I think necks can be very beautiful things. There is something whimsical about a slender, elegant neck protruding gracefully from the seams of a lacy dress. That is the vision I had for my own wedding dress. The only difference, of course, is that my neck is anything but slender and graceful.
I feel as though my back hunches outwards a little more than I would like, and my neck crouches on top not unlike a small frog. It’s all about posture, they tell you, and I have terrible posture.
Well the wedding dress was nice and I had a lovely day and didn’t think once (not once!) about my neck so all was well and ended well and now my dress is up in the attic somewhere and it might be gathering mould so goodness me I really must sort that out.
I like the paintings of elegant ladies with their heads turned sideways, their necks stretched out as their smooth hair softly curls behind their ears.

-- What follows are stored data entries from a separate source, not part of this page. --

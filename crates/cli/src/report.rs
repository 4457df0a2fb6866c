use sitepush_deployer::Reporter;
use std::io::IsTerminal;

const RESET: &str = "\x1b[0m";
const GREEN: &str = "\x1b[32m";
const RED: &str = "\x1b[31m";
const YELLOW: &str = "\x1b[33m";
const BLUE: &str = "\x1b[34m";

/// Progress lines on stdout, coloured when stdout is a terminal
pub struct TerminalReporter {
    color: bool,
}

impl TerminalReporter {
    pub fn stdout() -> Self {
        Self {
            color: std::io::stdout().is_terminal(),
        }
    }

    fn line(&self, color: &str, symbol: &str, message: &str) -> String {
        if self.color {
            format!("{color}{symbol} {message}{RESET}")
        } else {
            format!("{symbol} {message}")
        }
    }
}

impl Reporter for TerminalReporter {
    fn info(&self, message: &str) {
        println!("{}", self.line(BLUE, "ℹ", message));
    }

    fn success(&self, message: &str) {
        println!("{}", self.line(GREEN, "✓", message));
    }

    fn warning(&self, message: &str) {
        println!("{}", self.line(YELLOW, "⚠", message));
    }

    fn error(&self, message: &str) {
        println!("{}", self.line(RED, "✗", message));
    }
}
// Deployment of a built static site: S3 sync, then CloudFront invalidation

pub mod aws_cli;
pub mod aws_sdk;
pub mod pipeline;
pub mod report;

use async_trait::async_trait;
use sitepush_core::{Invalidation, InvalidationRequest, Result, SyncRequest};

pub use pipeline::{DeployState, Orchestrator};
pub use report::Reporter;

/// Mirrors a local directory into object storage.
///
/// Any `Err` is fatal for the run.
#[async_trait]
pub trait ObjectStorage: Send + Sync {
    async fn sync(&self, request: &SyncRequest) -> Result<()>;
}

/// Asks a CDN to drop cached copies of paths.
#[async_trait]
pub trait CdnInvalidator: Send + Sync {
    async fn invalidate(&self, request: &InvalidationRequest) -> Result<Invalidation>;
}
use crate::report::Reporter;
use crate::{CdnInvalidator, ObjectStorage};
use chrono::Utc;
use sitepush_core::{DeploymentConfig, DeploymentResult, Error, Invalidation};
use std::time::Instant;
use tracing::{debug, info};

/// Where a run currently stands.
///
/// `Pending -> Synced -> Invalidated`, or `Failed` from either of the first
/// two. A failure after `Synced` keeps `remote_mutated` set: the bucket has
/// the new files even though the cache was not invalidated.
#[derive(Debug)]
pub enum DeployState {
    Pending,
    Synced,
    Invalidated(Invalidation),
    Failed { error: Error, remote_mutated: bool },
}

impl DeployState {
    fn is_terminal(&self) -> bool {
        matches!(self, DeployState::Invalidated(_) | DeployState::Failed { .. })
    }

    fn name(&self) -> &'static str {
        match self {
            DeployState::Pending => "pending",
            DeployState::Synced => "synced",
            DeployState::Invalidated(_) => "invalidated",
            DeployState::Failed { .. } => "failed",
        }
    }
}

/// Runs sync then invalidation, strictly in order, once.
pub struct Orchestrator<'a> {
    storage: &'a dyn ObjectStorage,
    cdn: &'a dyn CdnInvalidator,
}

impl<'a> Orchestrator<'a> {
    pub fn new(storage: &'a dyn ObjectStorage, cdn: &'a dyn CdnInvalidator) -> Self {
        Self { storage, cdn }
    }

    /// Drive one deployment to a terminal state.
    pub async fn deploy(
        &self,
        config: DeploymentConfig,
        reporter: &dyn Reporter,
    ) -> DeploymentResult {
        let started = Instant::now();
        let mut state = DeployState::Pending;

        while !state.is_terminal() {
            debug!(state = state.name(), "deploy step");
            state = match state {
                DeployState::Pending => self.sync(&config, reporter).await,
                DeployState::Synced => self.invalidate(&config, reporter).await,
                terminal => terminal,
            };
        }

        let took_ms = started.elapsed().as_millis() as u64;
        match state {
            DeployState::Invalidated(invalidation) => {
                info!(invalidation_id = %invalidation.id, took_ms, "deployment finished");
                DeploymentResult::Succeeded { invalidation }
            }
            DeployState::Failed {
                error,
                remote_mutated,
            } => {
                info!(%error, remote_mutated, took_ms, "deployment failed");
                DeploymentResult::Failed {
                    error,
                    remote_mutated,
                }
            }
            DeployState::Pending | DeployState::Synced => {
                unreachable!("deploy loop exits only on a terminal state")
            }
        }
    }

    async fn sync(&self, config: &DeploymentConfig, reporter: &dyn Reporter) -> DeployState {
        if let Err(error) = check_preconditions(config) {
            return DeployState::Failed {
                error,
                remote_mutated: false,
            };
        }

        reporter.info("Uploading files to S3...");
        match self.storage.sync(&config.sync_request()).await {
            Ok(()) => {
                reporter.success("Files uploaded to S3");
                DeployState::Synced
            }
            Err(error) => DeployState::Failed {
                error,
                remote_mutated: false,
            },
        }
    }

    async fn invalidate(&self, config: &DeploymentConfig, reporter: &dyn Reporter) -> DeployState {
        reporter.info("Invalidating CloudFront cache...");
        let caller_reference = format!("sitepush-{}", Utc::now().timestamp_millis());
        let request = config.invalidation_request(caller_reference);

        match self.cdn.invalidate(&request).await {
            Ok(invalidation) => {
                reporter.success(&format!(
                    "CloudFront cache invalidation created: {}",
                    invalidation.id
                ));
                DeployState::Invalidated(invalidation)
            }
            Err(error) => {
                reporter.warning(&format!(
                    "Files in s3://{} are already updated; re-running the deploy retries the invalidation",
                    config.bucket()
                ));
                DeployState::Failed {
                    error,
                    remote_mutated: true,
                }
            }
        }
    }
}

/// Checked before any remote call
fn check_preconditions(config: &DeploymentConfig) -> Result<(), Error> {
    let dir = config.artifact_dir();
    if !dir.is_dir() {
        return Err(Error::MissingArtifact(dir.to_path_buf()));
    }
    Ok(())
}

#[cfg(test)]
mod tests {
    use super::*;
    use crate::report::Silent;
    use async_trait::async_trait;
    use sitepush_core::{InvalidationRequest, SyncRequest};
    use std::cell::RefCell;
    use std::sync::Mutex;
    use std::sync::atomic::{AtomicUsize, Ordering};

    #[derive(Default)]
    struct FakeStorage {
        calls: AtomicUsize,
        requests: Mutex<Vec<SyncRequest>>,
        failure: Option<String>,
    }

    impl FakeStorage {
        fn failing(message: &str) -> Self {
            Self {
                failure: Some(message.to_string()),
                ..Default::default()
            }
        }

        fn calls(&self) -> usize {
            self.calls.load(Ordering::SeqCst)
        }
    }

    #[async_trait]
    impl ObjectStorage for FakeStorage {
        async fn sync(&self, request: &SyncRequest) -> sitepush_core::Result<()> {
            self.calls.fetch_add(1, Ordering::SeqCst);
            self.requests.lock().unwrap().push(request.clone());
            match &self.failure {
                Some(message) => Err(Error::sync(&request.bucket, message.clone())),
                None => Ok(()),
            }
        }
    }

    /// Answers every request with the same raw CLI output
    struct FakeCdn {
        calls: AtomicUsize,
        requests: Mutex<Vec<InvalidationRequest>>,
        response: String,
    }

    impl FakeCdn {
        fn answering(response: &str) -> Self {
            Self {
                calls: AtomicUsize::new(0),
                requests: Mutex::new(Vec::new()),
                response: response.to_string(),
            }
        }

        fn calls(&self) -> usize {
            self.calls.load(Ordering::SeqCst)
        }
    }

    #[async_trait]
    impl CdnInvalidator for FakeCdn {
        async fn invalidate(
            &self,
            request: &InvalidationRequest,
        ) -> sitepush_core::Result<Invalidation> {
            self.calls.fetch_add(1, Ordering::SeqCst);
            self.requests.lock().unwrap().push(request.clone());
            Invalidation::from_cli_output(&self.response, &request.distribution_id)
        }
    }

    #[derive(Default)]
    struct Recorder {
        lines: RefCell<Vec<(&'static str, String)>>,
    }

    impl Recorder {
        fn levels(&self) -> Vec<&'static str> {
            self.lines.borrow().iter().map(|(level, _)| *level).collect()
        }

        fn contains(&self, needle: &str) -> bool {
            self.lines.borrow().iter().any(|(_, line)| line.contains(needle))
        }
    }

    impl Reporter for Recorder {
        fn info(&self, message: &str) {
            self.lines.borrow_mut().push(("info", message.to_string()));
        }
        fn success(&self, message: &str) {
            self.lines.borrow_mut().push(("success", message.to_string()));
        }
        fn warning(&self, message: &str) {
            self.lines.borrow_mut().push(("warning", message.to_string()));
        }
        fn error(&self, message: &str) {
            self.lines.borrow_mut().push(("error", message.to_string()));
        }
    }

    fn config_in(dir: &std::path::Path) -> DeploymentConfig {
        DeploymentConfig::new("site-bucket", "E123ABC")
            .unwrap()
            .with_artifact_dir(dir)
    }

    #[tokio::test]
    async fn test_successful_deploy_echoes_invalidation_id() {
        let dist = tempfile::tempdir().unwrap();
        let storage = FakeStorage::default();
        let cdn = FakeCdn::answering(r#"{"Invalidation":{"Id":"INV99"}}"#);
        let reporter = Recorder::default();

        let result = Orchestrator::new(&storage, &cdn)
            .deploy(config_in(dist.path()), &reporter)
            .await;

        assert!(result.is_success());
        assert_eq!(result.invalidation_id(), Some("INV99"));
        assert!(result.error().is_none());
        assert_eq!(result.exit_code(), 0);
        assert_eq!(storage.calls(), 1);
        assert_eq!(cdn.calls(), 1);
        assert_eq!(reporter.levels(), vec!["info", "success", "info", "success"]);
        assert!(reporter.contains("INV99"));
    }

    #[tokio::test]
    async fn test_requests_carry_config_values() {
        let dist = tempfile::tempdir().unwrap();
        let storage = FakeStorage::default();
        let cdn = FakeCdn::answering(r#"{"Invalidation":{"Id":"I1"}}"#);

        Orchestrator::new(&storage, &cdn)
            .deploy(config_in(dist.path()), &Silent)
            .await;

        let sync = storage.requests.lock().unwrap()[0].clone();
        assert_eq!(sync.bucket, "site-bucket");
        assert_eq!(sync.source, dist.path());
        assert!(sync.delete_stale);
        assert_eq!(sync.cache_control, "public,max-age=31536000,immutable");

        let invalidation = cdn.requests.lock().unwrap()[0].clone();
        assert_eq!(invalidation.distribution_id, "E123ABC");
        assert_eq!(invalidation.paths, vec!["/*".to_string()]);
        assert!(invalidation.caller_reference.starts_with("sitepush-"));
    }

    #[tokio::test]
    async fn test_missing_artifact_makes_no_remote_calls() {
        let root = tempfile::tempdir().unwrap();
        let storage = FakeStorage::default();
        let cdn = FakeCdn::answering(r#"{"Invalidation":{"Id":"I1"}}"#);

        let result = Orchestrator::new(&storage, &cdn)
            .deploy(config_in(&root.path().join("dist")), &Silent)
            .await;

        assert!(matches!(result.error(), Some(Error::MissingArtifact(_))));
        assert_eq!(storage.calls(), 0);
        assert_eq!(cdn.calls(), 0);
    }

    #[tokio::test]
    async fn test_artifact_path_that_is_a_file_is_missing() {
        let root = tempfile::tempdir().unwrap();
        let file = root.path().join("dist");
        std::fs::write(&file, "not a directory").unwrap();
        let storage = FakeStorage::default();
        let cdn = FakeCdn::answering(r#"{"Invalidation":{"Id":"I1"}}"#);

        let result = Orchestrator::new(&storage, &cdn)
            .deploy(config_in(&file), &Silent)
            .await;

        assert!(matches!(result.error(), Some(Error::MissingArtifact(_))));
        assert_eq!(storage.calls(), 0);
    }

    #[tokio::test]
    async fn test_sync_failure_skips_invalidation() {
        let dist = tempfile::tempdir().unwrap();
        let storage = FakeStorage::failing("AccessDenied");
        let cdn = FakeCdn::answering(r#"{"Invalidation":{"Id":"I1"}}"#);
        let reporter = Recorder::default();

        let result = Orchestrator::new(&storage, &cdn)
            .deploy(config_in(dist.path()), &reporter)
            .await;

        assert!(!result.is_success());
        assert!(result.invalidation_id().is_none());
        assert!(matches!(result.error(), Some(Error::Sync { .. })));
        assert!(matches!(
            result,
            sitepush_core::DeploymentResult::Failed {
                remote_mutated: false,
                ..
            }
        ));
        assert_eq!(storage.calls(), 1);
        assert_eq!(cdn.calls(), 0);
        assert_eq!(reporter.levels(), vec!["info"]);
    }

    #[tokio::test]
    async fn test_missing_invalidation_id_is_failure() {
        let dist = tempfile::tempdir().unwrap();
        let storage = FakeStorage::default();
        let cdn = FakeCdn::answering(r#"{"Invalidation":{"Status":"InProgress"}}"#);
        let reporter = Recorder::default();

        let result = Orchestrator::new(&storage, &cdn)
            .deploy(config_in(dist.path()), &reporter)
            .await;

        assert!(result.invalidation_id().is_none());
        assert!(matches!(result.error(), Some(Error::Invalidation { .. })));
        assert!(matches!(
            result,
            sitepush_core::DeploymentResult::Failed {
                remote_mutated: true,
                ..
            }
        ));
        assert_eq!(result.exit_code(), 21);
        assert!(reporter.contains("already updated"));
    }

    #[tokio::test]
    async fn test_unparsable_invalidation_response_is_failure() {
        let dist = tempfile::tempdir().unwrap();
        let storage = FakeStorage::default();
        let cdn = FakeCdn::answering("<html>502</html>");

        let result = Orchestrator::new(&storage, &cdn)
            .deploy(config_in(dist.path()), &Silent)
            .await;

        assert!(matches!(result.error(), Some(Error::Invalidation { .. })));
        assert_eq!(storage.calls(), 1);
        assert_eq!(cdn.calls(), 1);
    }

    #[test]
    fn test_terminal_states() {
        assert!(!DeployState::Pending.is_terminal());
        assert!(!DeployState::Synced.is_terminal());
        assert!(
            DeployState::Invalidated(Invalidation {
                id: "I1".to_string(),
                status: None,
                create_time: None,
            })
            .is_terminal()
        );
        assert!(
            DeployState::Failed {
                error: Error::sync("b", "x"),
                remote_mutated: false
            }
            .is_terminal()
        );
    }
}
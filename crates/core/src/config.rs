use crate::error::{Error, Result};
use crate::types::{
    DEFAULT_ARTIFACT_DIR, DEFAULT_CACHE_CONTROL, INVALIDATE_ALL, InvalidationRequest, SyncRequest,
};
use serde::Deserialize;
use std::fs;
use std::path::{Path, PathBuf};

pub const BUCKET_ENV: &str = "AWS_BUCKET_NAME";
pub const DISTRIBUTION_ENV: &str = "AWS_DISTRIBUTION_ID";

/// Looked up in the working directory when no `--config` is given
pub const DEFAULT_CONFIG_FILE: &str = "sitepush.toml";

/// Optional `sitepush.toml` file
#[derive(Debug, Default, Deserialize)]
#[serde(deny_unknown_fields)]
pub struct ConfigFile {
    #[serde(default)]
    pub aws: AwsSection,
    #[serde(default)]
    pub deploy: DeploySection,
}

#[derive(Debug, Default, Deserialize)]
#[serde(deny_unknown_fields)]
pub struct AwsSection {
    pub bucket: Option<String>,
    pub distribution_id: Option<String>,
    pub region: Option<String>,
    pub profile: Option<String>,
}

#[derive(Debug, Default, Deserialize)]
#[serde(deny_unknown_fields)]
pub struct DeploySection {
    pub dir: Option<PathBuf>,
    pub cache_control: Option<String>,
}

/// Values given explicitly on the command line. These win over everything.
#[derive(Debug, Default, Clone)]
pub struct Overrides {
    pub bucket: Option<String>,
    pub distribution_id: Option<String>,
    pub dir: Option<PathBuf>,
    pub cache_control: Option<String>,
    pub region: Option<String>,
    pub profile: Option<String>,
}

/// Load a config file. A missing file is `Ok(None)` unless `required`.
///
/// A relative `deploy.dir` is taken relative to the directory holding the
/// file, not the working directory.
pub fn load_config_file<P: AsRef<Path>>(path: P, required: bool) -> Result<Option<ConfigFile>> {
    let path = path.as_ref();
    if !path.exists() {
        if required {
            return Err(Error::ConfigParse(format!(
                "config file not found: {}",
                path.display()
            )));
        }
        return Ok(None);
    }
    let content = fs::read_to_string(path)?;
    let mut file = parse_config_str(&content)?;
    if let (Some(dir), Some(base)) = (file.deploy.dir.as_mut(), path.parent()) {
        if dir.is_relative() {
            *dir = base.join(&*dir);
        }
    }
    Ok(Some(file))
}

/// Parse a config file from a string (useful for testing)
pub fn parse_config_str(content: &str) -> Result<ConfigFile> {
    Ok(toml::from_str(content)?)
}

/// Everything one deployment run needs. Built once, then passed by value.
///
/// Bucket and distribution id are guaranteed non-empty; the only ways to
/// build one go through [`DeploymentConfig::new`] or
/// [`DeploymentConfig::resolve`].
#[derive(Debug, Clone, PartialEq, Eq)]
pub struct DeploymentConfig {
    bucket: String,
    distribution_id: String,
    artifact_dir: PathBuf,
    cache_control: String,
    invalidation_paths: Vec<String>,
    region: Option<String>,
    profile: Option<String>,
}

impl DeploymentConfig {
    pub fn new(bucket: impl Into<String>, distribution_id: impl Into<String>) -> Result<Self> {
        let bucket = non_empty(Some(bucket.into()));
        let distribution_id = non_empty(Some(distribution_id.into()));
        Self::from_parts(bucket, distribution_id)
    }

    /// Resolve configuration with precedence flag > environment > file > default.
    ///
    /// `env` is consulted for `AWS_BUCKET_NAME` and `AWS_DISTRIBUTION_ID` only.
    pub fn resolve<F>(overrides: Overrides, env: F, file: Option<ConfigFile>) -> Result<Self>
    where
        F: Fn(&str) -> Option<String>,
    {
        let file = file.unwrap_or_default();

        let bucket = non_empty(overrides.bucket)
            .or_else(|| non_empty(env(BUCKET_ENV)))
            .or_else(|| non_empty(file.aws.bucket));
        let distribution_id = non_empty(overrides.distribution_id)
            .or_else(|| non_empty(env(DISTRIBUTION_ENV)))
            .or_else(|| non_empty(file.aws.distribution_id));

        let mut config = Self::from_parts(bucket, distribution_id)?;

        if let Some(dir) = overrides.dir.or(file.deploy.dir) {
            config.artifact_dir = dir;
        }
        if let Some(cache_control) =
            non_empty(overrides.cache_control).or_else(|| non_empty(file.deploy.cache_control))
        {
            config.cache_control = cache_control;
        }
        config.region = non_empty(overrides.region).or_else(|| non_empty(file.aws.region));
        config.profile = non_empty(overrides.profile).or_else(|| non_empty(file.aws.profile));

        Ok(config)
    }

    fn from_parts(bucket: Option<String>, distribution_id: Option<String>) -> Result<Self> {
        match (bucket, distribution_id) {
            (Some(bucket), Some(distribution_id)) => Ok(Self {
                bucket,
                distribution_id,
                artifact_dir: PathBuf::from(DEFAULT_ARTIFACT_DIR),
                cache_control: DEFAULT_CACHE_CONTROL.to_string(),
                invalidation_paths: vec![INVALIDATE_ALL.to_string()],
                region: None,
                profile: None,
            }),
            (bucket, distribution_id) => {
                let mut missing = Vec::new();
                if bucket.is_none() {
                    missing.push(BUCKET_ENV.to_string());
                }
                if distribution_id.is_none() {
                    missing.push(DISTRIBUTION_ENV.to_string());
                }
                Err(Error::Configuration(missing))
            }
        }
    }

    pub fn with_artifact_dir(mut self, dir: impl Into<PathBuf>) -> Self {
        self.artifact_dir = dir.into();
        self
    }

    pub fn with_cache_control(mut self, cache_control: impl Into<String>) -> Self {
        self.cache_control = cache_control.into();
        self
    }

    pub fn bucket(&self) -> &str {
        &self.bucket
    }

    pub fn distribution_id(&self) -> &str {
        &self.distribution_id
    }

    pub fn artifact_dir(&self) -> &Path {
        &self.artifact_dir
    }

    pub fn cache_control(&self) -> &str {
        &self.cache_control
    }

    pub fn invalidation_paths(&self) -> &[String] {
        &self.invalidation_paths
    }

    pub fn region(&self) -> Option<&str> {
        self.region.as_deref()
    }

    pub fn profile(&self) -> Option<&str> {
        self.profile.as_deref()
    }

    pub fn sync_request(&self) -> SyncRequest {
        SyncRequest {
            source: self.artifact_dir.clone(),
            bucket: self.bucket.clone(),
            delete_stale: true,
            cache_control: self.cache_control.clone(),
        }
    }

    pub fn invalidation_request(&self, caller_reference: impl Into<String>) -> InvalidationRequest {
        InvalidationRequest {
            distribution_id: self.distribution_id.clone(),
            paths: self.invalidation_paths.clone(),
            caller_reference: caller_reference.into(),
        }
    }
}

/// Trim, and treat blank as absent
fn non_empty(value: Option<String>) -> Option<String> {
    value
        .map(|v| v.trim().to_string())
        .filter(|v| !v.is_empty())
}
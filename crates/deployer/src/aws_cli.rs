// Backend that shells out to the `aws` command line tool

use crate::{CdnInvalidator, ObjectStorage};
use async_trait::async_trait;
use sitepush_core::{
    DeploymentConfig, Error, Invalidation, InvalidationRequest, Result, SyncRequest,
};
use std::ffi::OsString;
use std::io;
use std::process::Stdio;
use tokio::process::Command;
use tracing::debug;

/// The `aws` CLI, optionally behind a wrapper such as `aws-vault exec prod --`
#[derive(Debug, Clone)]
pub struct AwsCli {
    program: OsString,
    prefix: Vec<OsString>,
    region: Option<String>,
    profile: Option<String>,
}

impl Default for AwsCli {
    fn default() -> Self {
        Self {
            program: OsString::from("aws"),
            prefix: Vec::new(),
            region: None,
            profile: None,
        }
    }
}

impl AwsCli {
    /// Parse a whitespace separated command line, e.g. `"aws"` or
    /// `"aws-vault exec prod -- aws"`.
    pub fn from_command_line(command_line: &str) -> Result<Self> {
        let mut words = command_line.split_whitespace().map(OsString::from);
        let program = words
            .next()
            .ok_or_else(|| Error::ConfigParse("empty aws command".to_string()))?;
        Ok(Self {
            program,
            prefix: words.collect(),
            ..Default::default()
        })
    }

    /// Forward the region and profile of `config` to every call
    pub fn for_config(mut self, config: &DeploymentConfig) -> Self {
        self.region = config.region().map(str::to_string);
        self.profile = config.profile().map(str::to_string);
        self
    }

    fn command(&self, args: Vec<OsString>) -> Command {
        let mut cmd = Command::new(&self.program);
        cmd.args(&self.prefix).args(args).args(self.global_args());
        debug!(command = ?cmd.as_std(), "spawning aws");
        cmd
    }

    fn global_args(&self) -> Vec<OsString> {
        let mut args = Vec::new();
        if let Some(region) = &self.region {
            args.push("--region".into());
            args.push(region.into());
        }
        if let Some(profile) = &self.profile {
            args.push("--profile".into());
            args.push(profile.into());
        }
        args
    }
}

/// `s3 sync <dir>/ s3://<bucket> [--delete] --cache-control <cc>`
pub fn sync_args(request: &SyncRequest) -> Vec<OsString> {
    let mut source = request.source.clone().into_os_string();
    if !source.to_string_lossy().ends_with('/') {
        source.push("/");
    }

    let mut args: Vec<OsString> = vec!["s3".into(), "sync".into(), source];
    args.push(format!("s3://{}", request.bucket).into());
    if request.delete_stale {
        args.push("--delete".into());
    }
    args.push("--cache-control".into());
    args.push(request.cache_control.clone().into());
    args
}

/// `cloudfront create-invalidation --distribution-id <id> --paths <p>...`
pub fn invalidation_args(request: &InvalidationRequest) -> Vec<OsString> {
    let mut args: Vec<OsString> = vec![
        "cloudfront".into(),
        "create-invalidation".into(),
        "--distribution-id".into(),
        request.distribution_id.clone().into(),
        "--paths".into(),
    ];
    args.extend(request.paths.iter().map(OsString::from));
    args.push("--output".into());
    args.push("json".into());
    args
}

fn spawn_error(program: &OsString, err: io::Error) -> String {
    if err.kind() == io::ErrorKind::NotFound {
        format!(
            "{} not found. Install the AWS CLI: https://aws.amazon.com/cli/",
            program.to_string_lossy()
        )
    } else {
        format!("could not run {}: {}", program.to_string_lossy(), err)
    }
}

#[async_trait]
impl ObjectStorage for AwsCli {
    async fn sync(&self, request: &SyncRequest) -> Result<()> {
        // aws prints its own per-file progress, so stdout/stderr are inherited
        let status = self
            .command(sync_args(request))
            .stdin(Stdio::null())
            .status()
            .await
            .map_err(|e| Error::sync(&request.bucket, spawn_error(&self.program, e)))?;

        if !status.success() {
            return Err(Error::sync(
                &request.bucket,
                format!("aws s3 sync exited with {}", status),
            ));
        }
        Ok(())
    }
}

#[async_trait]
impl CdnInvalidator for AwsCli {
    async fn invalidate(&self, request: &InvalidationRequest) -> Result<Invalidation> {
        let output = self
            .command(invalidation_args(request))
            .stdin(Stdio::null())
            .output()
            .await
            .map_err(|e| {
                Error::invalidation(&request.distribution_id, spawn_error(&self.program, e))
            })?;

        if !output.status.success() {
            let stderr = String::from_utf8_lossy(&output.stderr);
            return Err(Error::invalidation(
                &request.distribution_id,
                format!(
                    "aws cloudfront create-invalidation exited with {}: {}",
                    output.status,
                    stderr.trim()
                ),
            ));
        }

        let stdout = String::from_utf8_lossy(&output.stdout);
        Invalidation::from_cli_output(&stdout, &request.distribution_id)
    }
}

In many cultures long necks are seen as beautiful assets to a woman’s features. For example in the Kayan tribe in Thailand women wear brass rings around their necks from a young age, adding rings as they get older to elongate their necks. Some women sport 20 pounds of rings around their necks!
However despite their necks people can be beautiful. They can be beautiful in spite of them too. They can also be beautiful without taking into account how pretty their necks are. Their necks could be their sole redeeming feature as well.
I woke up Saturday morning with a tremendous neck ache in which I couldn’t move towards my left at all. I reckoned I must have slept wrong, took some ibuprofen and carried on with my day. Because it was the weekend and he wasn’t commuting to work, D drove everywhere (because he reckons I drive too slow and my car is a rattly old thing) so this morning when I got in my car and turned to look over my shoulder at the ‘blind spots’, a sharp pain seared through my neck and into my shoulder blade and I gasped in shock.
Google tells me it could be a variety of illnesses ranging from a simple pulled muscle to lung cancer. Lovely. As a self diagnosed hypochondriac, I tend to stay away from WebMD when an ailment afflicts me because my mind goes into overdrive and I start writing my last will and testament and become emotional and clingy to my loved ones, much to their annoyance. My mother reckons I have had all the cancers so far, and come out miraculously unscathed.
So for this one I think I will carry on as usual and even go to the gym tonight and not lift any weights but step like mad on the step machine. I will take ibuprofen and force myself to eat my meals even though this pain is making my stomach churn.
The NHS website presented a link titled ‘Living with pain’ and I thought to myself, gosh, some people have to live with pain day in day out! This has been going on for three days already and I am beginning to tire of this constant ache. So, you know, it could be worse.
Have you experienced any neck problems? What are your thoughts on necks in general?